Equivalent Circuit Classes (ECCs): a set of circuits that perform the same task

Subcircuit: a collection of gates in a circuits that are executed in close neighborehood of computation graph. (If I execute subcircuit in appropriate time, it will never go wrong.)

Parametric gates: gates that needs input to define and construct. For a circuit with m parameters and q qubits, the circuit is written as:

[[C]]: \mathbb{R}^m \to \mathbb{C}^{2^q \times 2^q}

Equivalence: |\psi\rangle and e^{i\beta}|\psi\rangle is equivalent up to a global phase. From an observational point of view, they are identical.

Circuit: C^{(n, q)}

Representative Circuit: an arbitrary circuit that is one of the smallest in a EEC set in which the functionality is what we care about. // TODO: you should put definition of representation in front. and you didn't define "previous round" to have EECs instead of one EEC.

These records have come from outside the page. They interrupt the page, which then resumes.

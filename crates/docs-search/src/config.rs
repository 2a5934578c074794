use std::path::PathBuf;
use std::str::FromStr;
use std::time::Duration;

use crate::error::AppError;
use crate::search::{EngineConfig, PartialMatch, ScoringWeights, DEFAULT_MAX_RESULTS};
use crate::snippet::SnippetConfig;

const DEFAULT_DEBOUNCE_MS: u64 = 300;
/// Upper bound for a single scoring weight.
pub const MAX_WEIGHT: u32 = 10_000;

/// Application configuration loaded explicitly from environment variables.
///
/// Every setting is optional. Without `DOCS_CATALOG_PATH` the catalog compiled
/// into the binary is searched; without `REDIS_URL` caching and usage counters
/// are disabled.
#[derive(Debug, Clone)]
pub struct Config {
    /// JSON catalog to load instead of the builtin one.
    pub catalog_path: Option<PathBuf>,
    /// Redis connection URL (e.g. "redis://127.0.0.1:6379"). `None` disables caching.
    pub redis_url: Option<String>,
    pub max_results: usize,
    pub weights: ScoringWeights,
    pub partial_match: PartialMatch,
    /// Quiet period before an interactive query edit triggers a search.
    pub debounce: Duration,
    /// TCP address for the MCP server; stdio when absent.
    pub tcp_listen_addr: Option<String>,
}

impl Config {
    /// Load configuration from environment variables.
    ///
    /// Optional:
    /// - `DOCS_CATALOG_PATH`: JSON catalog file (must exist when set)
    /// - `REDIS_URL`: Redis connection string (omit to disable caching)
    /// - `DOCS_SEARCH_MAX_RESULTS`: default result limit (10)
    /// - `DOCS_SEARCH_EXACT_WEIGHT` / `DOCS_SEARCH_PARTIAL_WEIGHT`: scoring (10 / 5)
    /// - `DOCS_SEARCH_PARTIAL_MODE`: `substring`, `prefix` or `off`
    /// - `DOCS_SEARCH_DEBOUNCE_MS`: interactive debounce (300)
    /// - `MCP_TCP_LISTEN_ADDR`: serve MCP over TCP instead of stdio
    pub fn from_env() -> Result<Self, AppError> {
        Self::from_lookup(|key| std::env::var(key).ok())
    }

    /// Build a config from any key lookup; `from_env` passes the process environment.
    pub fn from_lookup<F>(lookup: F) -> Result<Self, AppError>
    where
        F: Fn(&str) -> Option<String>,
    {
        let catalog_path = lookup("DOCS_CATALOG_PATH")
            .filter(|p| !p.trim().is_empty())
            .map(PathBuf::from);
        if let Some(path) = &catalog_path {
            if !path.exists() {
                return Err(AppError::Config(format!(
                    "catalog not found at {}",
                    path.display()
                )));
            }
        }

        let partial_match = match lookup("DOCS_SEARCH_PARTIAL_MODE") {
            Some(raw) => PartialMatch::parse(&raw).ok_or_else(|| {
                AppError::Config(format!(
                    "DOCS_SEARCH_PARTIAL_MODE must be substring, prefix or off (got '{raw}')"
                ))
            })?,
            None => PartialMatch::default(),
        };

        let defaults = ScoringWeights::default();
        let weights = ScoringWeights {
            exact: parse_var(&lookup, "DOCS_SEARCH_EXACT_WEIGHT", defaults.exact)?,
            partial: parse_var(&lookup, "DOCS_SEARCH_PARTIAL_WEIGHT", defaults.partial)?,
        };
        for (key, weight) in [
            ("DOCS_SEARCH_EXACT_WEIGHT", weights.exact),
            ("DOCS_SEARCH_PARTIAL_WEIGHT", weights.partial),
        ] {
            if weight > MAX_WEIGHT {
                return Err(AppError::Config(format!(
                    "{key} must be at most {MAX_WEIGHT} (got {weight})"
                )));
            }
        }

        Ok(Self {
            catalog_path,
            redis_url: lookup("REDIS_URL"),
            max_results: parse_var(&lookup, "DOCS_SEARCH_MAX_RESULTS", DEFAULT_MAX_RESULTS)?,
            weights,
            partial_match,
            debounce: Duration::from_millis(parse_var(
                &lookup,
                "DOCS_SEARCH_DEBOUNCE_MS",
                DEFAULT_DEBOUNCE_MS,
            )?),
            tcp_listen_addr: lookup("MCP_TCP_LISTEN_ADDR"),
        })
    }

    pub fn engine_config(&self) -> EngineConfig {
        EngineConfig {
            weights: self.weights,
            partial_match: self.partial_match,
            default_max_results: self.max_results,
            snippet: SnippetConfig::default(),
        }
    }
}

fn parse_var<F, T>(lookup: &F, key: &str, default: T) -> Result<T, AppError>
where
    F: Fn(&str) -> Option<String>,
    T: FromStr,
{
    match lookup(key) {
        Some(raw) => raw.trim().parse::<T>().map_err(|_| {
            AppError::Config(format!("{key} must be a non-negative integer (got '{raw}')"))
        }),
        None => Ok(default),
    }
}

Circuit Transformation: a tuple (C_T, C_R) is a target and a rewrite. An EEC with x circuit has x(x-1) many transformations.

Fingerprint: randomly fix parameter p_0 and two quantum state, the finger print of a circuit is the following.

|\langle \psi_0 | [[C]](\vec{p_0})|\psi_1\rangle|

Pipeline: transformation generation and transformation applier

Generation:

Applier:

Performance: generation takes 30 min. Reduction gate count around 40%.

// QUESTION: why verifier?

// QUESTION: section related to phrase factor is unclear to me. Why SMT prover cannot prove Quartz

Given the number of qubits, we can prove a bound on how many CNOT to use at maximum. However, this bound isn't very useful if you don't assume full connectivity between all qubits. You can use SWAP (which uses 3 CNOT gate), but will be 4x~9x longer. Also, since physically you can't make your unitrary transform accurate, we just might as well evaluate the optimized algorithm by distance close to original matrix.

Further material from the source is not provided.